The transition to relapse was marked by substantially more extensive neural disruptions, demonstrating the progressive and dynamic nature of addiction-related brain changes. Our ReHo analysis revealed decreased activity across an array of cortical regions, including the left middle cingulate gyrus, bilateral postcentral gyri, bilateral superior temporal gyri, left middle occipital gyrus, left cuneus, and right calcarine fissure. This widespread pattern of cortical hypoactivity suggests broad disruption of networks involved in multiple cognitive and sensory processes43,44. The middle cingulate gyrus, showing consistently reduced activity, serves as a crucial hub for error detection, behavioral adjustment, and emotional regulation through its extensive connections with the anterior cingulate cortex and prefrontal regions45,46,47. Its dysfunction may fundamentally impair an individual’s ability to monitor and regulate drug-seeking behaviors, potentially contributing to the persistence of addiction despite negative consequences48.

The observed reduction in activity across sensorimotor regions, including the bilateral postcentral gyri and visual processing areas, suggests compromised integration of sensory information that may affect how environmental stimuli are processed and interpreted49,50,51. This altered sensory processing could contribute to the enhanced salience of drug-related cues while diminishing the ability to engage with non-drug-related environmental stimuli28. The broad nature of these cortical alterations indicates that relapse involves not just discrete changes in reward-related circuits but rather a fundamental reorganization of how the brain processes and responds to both internal and external signals52,53.

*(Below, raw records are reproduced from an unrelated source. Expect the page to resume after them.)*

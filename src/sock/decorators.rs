use super::{ComplexSock, MessageSock, SockInfo};
use log::{debug, trace};
use pretty_hex::{self, PrettyHex};
use std::io::Result;

// Diagnostics go through the logger: stdout is the data channel here.
macro_rules! sock_decorator {
    ($name: ident) => {
        pub struct $name {
            sock: Box<dyn ComplexSock>,
        }
        impl $name {
            pub fn new(sock: Box<dyn ComplexSock>) -> Box<dyn ComplexSock> {
                Box::new(Self { sock })
            }
        }
        impl SockInfo for $name {
            fn get_type_name(&self) -> &str {
                self.sock.get_type_name()
            }
            fn get_id(&self) -> u32 {
                self.sock.get_id()
            }
            fn get_description(&self) -> String {
                self.sock.get_description()
            }
        }
    };
}

sock_decorator!(TraceInfoDecorator);

impl MessageSock for TraceInfoDecorator {
    fn open(&mut self) -> Result<()> {
        debug!("Socket is opened: {}", self.sock.get_description());
        self.sock.open()
    }
    fn close(&mut self) {
        debug!("Socket is closed: {}", self.sock.get_description());
        self.sock.close();
    }
    fn recv(&self) -> Result<Vec<u8>> {
        let res = self.sock.recv();
        if let Ok(message) = &res {
            debug!(
                "Message of {} bytes received from: {}",
                message.len(),
                self.sock.get_description()
            );
        }
        res
    }
    fn send(&self, message: &[u8]) -> Result<()> {
        let res = self.sock.send(message);
        if res.is_ok() {
            debug!(
                "Message of {} bytes sent to: {}",
                message.len(),
                self.sock.get_description()
            );
        }
        res
    }
}

sock_decorator!(TraceHexDecorator);

impl MessageSock for TraceHexDecorator {
    fn open(&mut self) -> Result<()> {
        self.sock.open()
    }
    fn close(&mut self) {
        self.sock.close();
    }
    fn recv(&self) -> Result<Vec<u8>> {
        let res = self.sock.recv();
        if let Ok(message) = &res {
            trace!("Received message:\n{}", message.hex_dump());
        }
        res
    }
    fn send(&self, message: &[u8]) -> Result<()> {
        trace!("Sending message:\n{}", message.hex_dump());
        self.sock.send(message)
    }
}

Importantly, during the relapse phase, we observed a distinct pattern of increased activity in several key regions, including the left opercular part of inferior frontal gyrus, left caudate, bilateral hippocampus, right precuneus, and right parahippocampal gyrus. The fALFF analysis complemented these findings by revealing enhanced activity in additional regions, including the left putamen, left thalamus, right anterior cingulate gyrus, and right putamen. This complex pattern of subcortical hyperactivity suggests strengthened engagement of multiple parallel circuits involved in reward processing, memory formation, and behavioral control54. The enhanced activity in hippocampal and parahippocampal regions is particularly noteworthy, as these structures play crucial roles in contextual learning and memory consolidation55. Their hyperactivity during relapse may strengthen the associations between environmental contexts and drug-seeking behaviors, potentially contributing to the high rates of context-induced relapse observed in clinical settings56.

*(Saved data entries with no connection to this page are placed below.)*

use derive_builder::Builder;
use log::debug;

use crate::framing;
use crate::sock::ComplexSock;
use std::io::{self, BufRead, ErrorKind, Write};
use std::process;
use std::sync::Arc;
use std::sync::atomic::{AtomicBool, Ordering};

/// Exchange strategy, fixed once at startup from socket type and mode flags.
#[derive(Clone, Copy, Debug, PartialEq, Eq)]
pub enum LoopKind {
    Read,
    Write,
    Request,
    Reply,
}

#[derive(Builder)]
pub struct PipeModeParams {
    #[builder(default = b'\n')]
    delimiter: u8,
    #[builder(default)]
    count: Option<u64>,
    kind: LoopKind,
}

/// Outcome of one primitive exchange step. `Stop` covers every clean
/// termination: end of input, broken output pipe, interrupted call.
#[derive(Clone, Copy, Debug, PartialEq, Eq)]
enum Flow {
    Continue,
    Stop,
}

fn read_one(sock: &dyn ComplexSock, output: &mut impl Write, delimiter: u8) -> io::Result<Flow> {
    let message = match sock.recv() {
        Ok(message) => message,
        Err(e) if e.kind() == ErrorKind::Interrupted => return Ok(Flow::Stop),
        Err(e) => return Err(e),
    };
    match framing::write_frame(output, &message, delimiter) {
        Ok(()) => Ok(Flow::Continue),
        Err(e) if e.kind() == ErrorKind::BrokenPipe => Ok(Flow::Stop),
        Err(e) => Err(e),
    }
}

fn write_one(sock: &dyn ComplexSock, input: &mut impl BufRead, delimiter: u8) -> io::Result<Flow> {
    let message = match framing::read_frame(input, delimiter) {
        Ok(Some(message)) => message,
        Ok(None) => return Ok(Flow::Stop),
        Err(e) if e.kind() == ErrorKind::Interrupted => return Ok(Flow::Stop),
        Err(e) => return Err(e),
    };
    match sock.send(&message) {
        Ok(()) => Ok(Flow::Continue),
        Err(e) if e.kind() == ErrorKind::Interrupted => Ok(Flow::Stop),
        Err(e) => Err(e),
    }
}

pub struct PipeMode {
    sock: Box<dyn ComplexSock>,
    params: PipeModeParams,
    stop: Arc<AtomicBool>,
}

impl PipeMode {
    pub fn new(sock: Box<dyn ComplexSock>, params: PipeModeParams) -> Self {
        Self {
            sock,
            params,
            stop: Arc::new(AtomicBool::new(false)),
        }
    }

    /// Shared flag checked at iteration boundaries; the interrupt handler
    /// flips it.
    pub fn stop_flag(&self) -> Arc<AtomicBool> {
        self.stop.clone()
    }

    pub fn run(&mut self, input: &mut impl BufRead, output: &mut impl Write) -> io::Result<()> {
        self.sock.open()?;
        debug!(
            "{:?} loop started over {}",
            self.params.kind,
            self.sock.get_description()
        );
        let result = self.drive(input, output);
        self.sock.close();
        result
    }

    fn drive(&mut self, input: &mut impl BufRead, output: &mut impl Write) -> io::Result<()> {
        let delimiter = self.params.delimiter;
        let mut remaining = self.params.count;

        while self.next_iteration(&mut remaining) {
            let flow = match self.params.kind {
                LoopKind::Read => read_one(self.sock.as_ref(), output, delimiter)?,
                LoopKind::Write => write_one(self.sock.as_ref(), input, delimiter)?,
                LoopKind::Request => match write_one(self.sock.as_ref(), input, delimiter)? {
                    Flow::Stop => Flow::Stop,
                    Flow::Continue => read_one(self.sock.as_ref(), output, delimiter)?,
                },
                LoopKind::Reply => match read_one(self.sock.as_ref(), output, delimiter)? {
                    Flow::Stop => Flow::Stop,
                    Flow::Continue => write_one(self.sock.as_ref(), input, delimiter)?,
                },
            };
            if flow == Flow::Stop {
                break;
            }
        }
        Ok(())
    }

    fn next_iteration(&self, remaining: &mut Option<u64>) -> bool {
        if self.stop.load(Ordering::Relaxed) {
            return false;
        }
        match remaining {
            Some(0) => false,
            Some(left) => {
                *left -= 1;
                true
            }
            None => true,
        }
    }
}

pub struct PipeModeCommand {
    mode: PipeMode,
}

impl PipeModeCommand {
    pub fn new(mode: PipeMode) -> Self {
        Self { mode }
    }
}

impl super::Command for PipeModeCommand {
    fn execute(&mut self) {
        let stop = self.mode.stop_flag();
        if let Err(e) = ctrlc::set_handler(move || stop.store(true, Ordering::Relaxed)) {
            eprintln!("Interrupt handler installation failed: {e}");
            process::exit(1);
        }

        let mut input = io::stdin().lock();
        let mut output = io::stdout().lock();
        if let Err(e) = self.mode.run(&mut input, &mut output) {
            eprintln!("Socket exchange failed: {e}");
            process::exit(1);
        }
    }
}

mod tests {
    #![allow(unused_imports)]

    use super::*;
    use crate::opts::{OptValue, ZMQ_RCVTIMEO};
    use crate::sock::{Behavior, SockType};
    use crate::sockets::scripted::ScriptedSock;
    use crate::sockets::zeromq::ZmqSock;
    use crate::test_helpers::*;
    use std::io::Cursor;

    fn params(kind: LoopKind) -> PipeModeParamsBuilder {
        let mut builder = PipeModeParamsBuilder::default();
        builder.kind(kind);
        builder
    }

    fn run_scripted(
        replies: &[&str],
        input: &str,
        params: PipeModeParams,
    ) -> (Vec<u8>, Vec<Vec<u8>>) {
        let sock = ScriptedSock::with_replies(msgs(replies));
        let sent = sock.sent_log();
        let mut mode = PipeMode::new(Box::new(sock), params);
        let mut output = Vec::new();
        mode.run(&mut Cursor::new(input.as_bytes().to_vec()), &mut output)
            .unwrap();
        let sent = sent.lock().unwrap().clone();
        (output, sent)
    }

    #[test]
    fn read_loop_frames_every_message() {
        let (output, _) = run_scripted(
            &["one", "two", "three"],
            "",
            params(LoopKind::Read).build().unwrap(),
        );
        assert_eq!(output, b"one\ntwo\nthree\n");
    }

    #[test]
    fn count_limits_processed_messages() {
        let (output, _) = run_scripted(
            &["one", "two", "three", "four", "five"],
            "",
            params(LoopKind::Read).count(Some(2)).build().unwrap(),
        );
        assert_eq!(output, b"one\ntwo\n");
    }

    #[test]
    fn write_loop_sends_each_frame() {
        let (_, sent) = run_scripted(&[], "alpha\nbeta\n", params(LoopKind::Write).build().unwrap());
        assert_eq!(sent, msgs(&["alpha", "beta"]));
    }

    #[test]
    fn trailing_unterminated_record_is_sent() {
        let (_, sent) = run_scripted(&[], "alpha\nbeta", params(LoopKind::Write).build().unwrap());
        assert_eq!(sent, msgs(&["alpha", "beta"]));
    }

    #[test]
    fn nul_delimiter_frames_input() {
        let (_, sent) = run_scripted(
            &[],
            "a b\0c\nd\0",
            params(LoopKind::Write).delimiter(0).build().unwrap(),
        );
        assert_eq!(sent, msgs(&["a b", "c\nd"]));
    }

    #[test]
    fn request_loop_alternates_send_and_recv() {
        let (output, sent) = run_scripted(
            &["R1", "R2"],
            "Q1\nQ2\nQ3\n",
            params(LoopKind::Request).build().unwrap(),
        );
        // The third request goes out, then the drained script interrupts
        assert_eq!(sent, msgs(&["Q1", "Q2", "Q3"]));
        assert_eq!(output, b"R1\nR2\n");
    }

    #[test]
    fn reply_loop_alternates_recv_and_send() {
        let (output, sent) = run_scripted(
            &["Q1", "Q2"],
            "R1\nR2\n",
            params(LoopKind::Reply).build().unwrap(),
        );
        assert_eq!(output, b"Q1\nQ2\n");
        assert_eq!(sent, msgs(&["R1", "R2"]));
    }

    #[test]
    fn request_count_limits_cycles() {
        let (output, sent) = run_scripted(
            &["R1", "R2", "R3"],
            "Q1\nQ2\nQ3\n",
            params(LoopKind::Request).count(Some(1)).build().unwrap(),
        );
        assert_eq!(sent, msgs(&["Q1"]));
        assert_eq!(output, b"R1\n");
    }

    struct BrokenPipeWriter;

    impl Write for BrokenPipeWriter {
        fn write(&mut self, _: &[u8]) -> io::Result<usize> {
            Err(io::Error::from(ErrorKind::BrokenPipe))
        }
        fn flush(&mut self) -> io::Result<()> {
            Ok(())
        }
    }

    #[test]
    fn broken_output_pipe_is_clean_termination() {
        let sock = ScriptedSock::with_replies(msgs(&["one", "two"]));
        let mut mode = PipeMode::new(Box::new(sock), params(LoopKind::Read).build().unwrap());
        let mut input = Cursor::new(Vec::new());
        assert!(mode.run(&mut input, &mut BrokenPipeWriter).is_ok());
    }

    #[test]
    fn raised_stop_flag_prevents_iterations() {
        let sock = ScriptedSock::with_replies(msgs(&["one"]));
        let mut mode = PipeMode::new(Box::new(sock), params(LoopKind::Read).build().unwrap());
        mode.stop_flag().store(true, Ordering::Relaxed);
        let mut output = Vec::new();
        mode.run(&mut Cursor::new(Vec::new()), &mut output).unwrap();
        assert!(output.is_empty());
    }

    #[test]
    fn read_loop_bridges_pushpull_endpoints() {
        let addr = "tcp://127.0.0.1:5621";
        let sock = ZmqSock::new(
            config(
                SockType::Pull,
                Behavior::Bind,
                addr,
                vec![(ZMQ_RCVTIMEO, OptValue::Int(5000))],
            ),
            None,
        );
        let feeder = spawn_feeder(
            SockType::Push,
            Behavior::Connect,
            addr,
            msgs(&["one", "two", "three"]),
        );

        let mut mode = PipeMode::new(
            Box::new(sock),
            params(LoopKind::Read).count(Some(3)).build().unwrap(),
        );
        let mut output = Vec::new();
        mode.run(&mut Cursor::new(Vec::new()), &mut output).unwrap();

        assert_eq!(output, b"one\ntwo\nthree\n");
        feeder.join().unwrap().unwrap();
    }

    #[test]
    fn read_loop_prints_published_lines() {
        let addr = "tcp://127.0.0.1:5624";
        let feeder = spawn_feeder(
            SockType::Pub,
            Behavior::Bind,
            addr,
            msgs(&["one", "two", "three"]),
        );

        let mut options = crate::opts::resolve(&[], SockType::Sub).unwrap();
        options.push((ZMQ_RCVTIMEO, OptValue::Int(5000)));
        let sock = ZmqSock::new(config(SockType::Sub, Behavior::Connect, addr, options), None);

        let mut mode = PipeMode::new(
            Box::new(sock),
            params(LoopKind::Read).count(Some(3)).build().unwrap(),
        );
        let mut output = Vec::new();
        mode.run(&mut Cursor::new(Vec::new()), &mut output).unwrap();

        assert_eq!(output, b"one\ntwo\nthree\n");
        feeder.join().unwrap().unwrap();
    }

    #[test]
    fn write_loop_feeds_a_pull_collector() {
        let addr = "tcp://127.0.0.1:5622";
        let collector = spawn_collector(addr, 2);

        let sock = ZmqSock::new(
            config(SockType::Push, Behavior::Connect, addr, Vec::new()),
            None,
        );
        let mut mode = PipeMode::new(Box::new(sock), params(LoopKind::Write).build().unwrap());
        let mut output = Vec::new();
        mode.run(&mut Cursor::new(b"alpha\nbeta\n".to_vec()), &mut output)
            .unwrap();

        assert_eq!(collector.join().unwrap().unwrap(), msgs(&["alpha", "beta"]));
    }

    #[test]
    fn request_loop_round_trips_through_rep_echo() {
        let addr = "tcp://127.0.0.1:5623";
        let echo = spawn_rep_echo(addr, 2);

        let sock = ZmqSock::new(
            config(
                SockType::Req,
                Behavior::Connect,
                addr,
                vec![(ZMQ_RCVTIMEO, OptValue::Int(5000))],
            ),
            None,
        );
        let mut mode = PipeMode::new(Box::new(sock), params(LoopKind::Request).build().unwrap());
        let mut output = Vec::new();
        mode.run(&mut Cursor::new(b"ping\npong\n".to_vec()), &mut output)
            .unwrap();

        assert_eq!(output, b"ping\npong\n");
        echo.join().unwrap().unwrap();
    }
}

The direct comparison between relapse and abstinence stages revealed specific progression patterns in neural adaptation that provide crucial insights into the evolution of addiction-related brain changes. We observed decreased ReHo values in the left inferior temporal gyrus alongside increased values in the left fusiform gyrus and left olfactory region, suggesting altered processing of sensory and emotional information57,58,59. Most notably, the fALFF analysis demonstrated increased activity in the bilateral caudate nucleus, marking a significant shift in the locus of striatal involvement across addiction stages. This progression from predominantly putamen-centered alterations during abstinence to enhanced caudate nucleus activity during relapse represents a potential neural substrate for the transition from purely habit-based to more complex, goal-directed drug-seeking behaviors60,61. The caudate nucleus, as part of the associative striatum, integrates information from multiple cortical regions to guide goal-directed behavior, and its enhanced activation may reflect the increasing complexity of drug-seeking strategies as addiction progresses62.

These systematic neural adaptations provide crucial insights into the mechanisms underlying addiction chronicity and the challenges of maintaining long-term recovery. The progression from focused subcortical alterations during abstinence to more widespread circuit dysfunction following relapse suggests a cascade of neural adaptations that may increasingly strengthen drug-seeking behaviors while progressively weakening cognitive control mechanisms63,64. The bilateral nature of many observed changes, particularly in striatal regions, indicates systematic adaptation of parallel neural circuits that may contribute to the persistent and treatment-resistant nature of addiction65.

Our findings show both convergent and divergent patterns when compared to neuroimaging studies of other substance addictions. Convergent findings include striatal dysfunction and prefrontal hypoactivity, which have been consistently reported across cocaine, alcohol, and opioid addiction studies31,66,67. The progression from subcortical to more widespread cortical involvement during relapse aligns with theories of addiction as a progressive brain disorder affecting multiple neural networks68. However, our study reveals methamphetamine-specific patterns that distinguish it from other substances. The extent and persistence of cortical hypoactivity we observed appears more pronounced than typically reported in cocaine addiction studies, possibly reflecting methamphetamine’s unique neurotoxic effects55. Additionally, the specific putamen-to-caudate progression pattern, while theoretically consistent with habit-to-goal-directed transition models, has not been systematically documented in other substance addiction longitudinal studies65. These comparisons suggest that while addiction involves common neural mechanisms across substances, methamphetamine’s distinctive pharmacological profile necessitates substance-specific considerations in both research and treatment approaches. The broader cortical involvement we observed may explain the particularly challenging nature of methamphetamine addiction recovery and the high relapse rates associated with this substance69.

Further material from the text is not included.